» Saved data entries
#####

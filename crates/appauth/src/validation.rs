//! Operation-scoped configuration validation
//!
//! Validation runs before any network I/O and never panics. Each public
//! operation names the [`Operation`] it performs so only the fields that
//! operation actually needs are required.

use reqwest::header::{HeaderName, HeaderValue};
use secrecy::ExposeSecret;
use subtle::ConstantTimeEq;
use url::Url;

use crate::config::{
    ClientConfiguration, ConnectionSettings, EndSessionOptions, HeaderPhase, ProviderSource,
    RefreshOptions, RegistrationConfiguration, RevokeOptions,
};
use crate::discovery::Endpoint;
use crate::error::{AppAuthError, ConfigurationError, Result};

/// Operations the client core performs
#[derive(Debug, Clone, Copy, PartialEq, Eq, Hash)]
pub enum Operation {
    /// Full authorization-code flow
    Authorize,
    /// Authorization request only, code exchange deferred
    OnlyAuthorize,
    /// Deferred code exchange
    TokenExchange,
    /// Refresh-token grant
    Refresh,
    /// Token revocation
    Revoke,
    /// Dynamic client registration
    Register,
    /// RP-initiated logout
    EndSession,
}

impl Operation {
    /// Name used in errors and logs
    pub fn name(self) -> &'static str {
        match self {
            Self::Authorize => "authorize",
            Self::OnlyAuthorize => "only_authorize",
            Self::TokenExchange => "token_exchange",
            Self::Refresh => "refresh",
            Self::Revoke => "revoke",
            Self::Register => "register",
            Self::EndSession => "end_session",
        }
    }

    /// Endpoints that must be resolvable before the operation can run
    pub fn required_endpoints(self) -> &'static [Endpoint] {
        match self {
            Self::Authorize => &[Endpoint::Authorization, Endpoint::Token],
            Self::OnlyAuthorize => &[Endpoint::Authorization],
            Self::TokenExchange | Self::Refresh => &[Endpoint::Token],
            Self::Revoke => &[Endpoint::Revocation],
            Self::Register => &[Endpoint::Registration],
            Self::EndSession => &[Endpoint::EndSession],
        }
    }

    /// Custom-header phase applied to the operation's discovery fetch
    pub fn header_phase(self) -> HeaderPhase {
        match self {
            Self::Authorize | Self::OnlyAuthorize | Self::TokenExchange | Self::EndSession => {
                HeaderPhase::Authorize
            }
            Self::Refresh | Self::Revoke => HeaderPhase::Token,
            Self::Register => HeaderPhase::Register,
        }
    }

    fn needs_scopes(self) -> bool {
        matches!(self, Self::Authorize | Self::OnlyAuthorize)
    }

    fn needs_redirect(self) -> bool {
        matches!(self, Self::Authorize | Self::OnlyAuthorize)
    }

    fn needs_client_id(self) -> bool {
        !matches!(self, Self::Register | Self::EndSession)
    }
}

/// Validate a client configuration for `operation`
///
/// # Errors
///
/// Returns [`ConfigurationError`] describing the first problem found.
pub fn validate_client(config: &ClientConfiguration, operation: Operation) -> Result<()> {
    if operation.needs_client_id() && config.client_id.trim().is_empty() {
        return Err(ConfigurationError::MissingField("clientId").into());
    }

    validate_provider(&config.provider, operation)?;

    if operation.needs_redirect() {
        let redirect_url = config
            .redirect_url
            .as_deref()
            .filter(|url| !url.trim().is_empty())
            .ok_or(ConfigurationError::MissingField("redirectUrl"))?;
        validate_url("redirectUrl", redirect_url)?;
    }

    if operation.needs_scopes() && !config.scopes.iter().any(|scope| !scope.trim().is_empty()) {
        return Err(ConfigurationError::EmptyScopes.into());
    }

    validate_connection(&config.connection)
}

/// Validate a registration configuration
///
/// # Errors
///
/// Returns [`ConfigurationError`] describing the first problem found.
pub fn validate_registration(config: &RegistrationConfiguration) -> Result<()> {
    validate_provider(&config.provider, Operation::Register)?;

    if config.redirect_urls.is_empty() {
        return Err(ConfigurationError::MissingField("redirectUrls").into());
    }
    for redirect_url in &config.redirect_urls {
        validate_url("redirectUrls", redirect_url)?;
    }

    validate_connection(&config.connection)
}

/// Validate refresh options
///
/// # Errors
///
/// Returns [`ConfigurationError::MissingField`] when the refresh token is empty.
pub fn validate_refresh(options: &RefreshOptions) -> Result<()> {
    if options.refresh_token.expose_secret().is_empty() {
        return Err(ConfigurationError::MissingField("refreshToken").into());
    }
    Ok(())
}

/// Validate revocation options
///
/// # Errors
///
/// Returns [`ConfigurationError::MissingField`] when the token is empty.
pub fn validate_revoke(options: &RevokeOptions) -> Result<()> {
    if options.token_to_revoke.expose_secret().is_empty() {
        return Err(ConfigurationError::MissingField("tokenToRevoke").into());
    }
    Ok(())
}

/// Validate logout options
///
/// # Errors
///
/// Returns [`ConfigurationError`] when the ID token or redirect is missing.
pub fn validate_end_session(options: &EndSessionOptions) -> Result<()> {
    if options.id_token.expose_secret().is_empty() {
        return Err(ConfigurationError::MissingField("idToken").into());
    }
    if options.post_logout_redirect_url.trim().is_empty() {
        return Err(ConfigurationError::MissingField("postLogoutRedirectUrl").into());
    }
    validate_url("postLogoutRedirectUrl", &options.post_logout_redirect_url)
}

/// Validate custom headers and timeouts
///
/// # Errors
///
/// Returns [`ConfigurationError`] for unknown header phases, invalid header
/// strings or zero timeouts.
pub fn validate_connection(settings: &ConnectionSettings) -> Result<()> {
    for (phase, headers) in &settings.custom_headers {
        if HeaderPhase::parse(phase).is_none() {
            return Err(ConfigurationError::UnknownHeaderPhase(phase.clone()).into());
        }
        for (name, value) in headers {
            let invalid = |reason: String| ConfigurationError::InvalidHeader {
                phase: phase.clone(),
                name: name.clone(),
                reason,
            };
            HeaderName::from_bytes(name.as_bytes()).map_err(|e| invalid(e.to_string()))?;
            HeaderValue::from_str(value).map_err(|e| invalid(e.to_string()))?;
        }
    }

    if settings.connection_timeout.is_zero() {
        return Err(ConfigurationError::InvalidTimeout("connectionTimeoutSeconds").into());
    }
    if settings.authorization_timeout.is_some_and(|timeout| timeout.is_zero()) {
        return Err(ConfigurationError::InvalidTimeout("authorizationTimeoutSeconds").into());
    }

    Ok(())
}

#####

Print the records verbatim, stopping after the "needs are required." line.

» Output
filename crates/appauth/src/validation.rs
//! Operation-scoped configuration validation
//!
//! Validation runs before any network I/O and never panics. Each public
//! operation names the [`Operation`] it performs so only the fields that
//! operation actually needs are required.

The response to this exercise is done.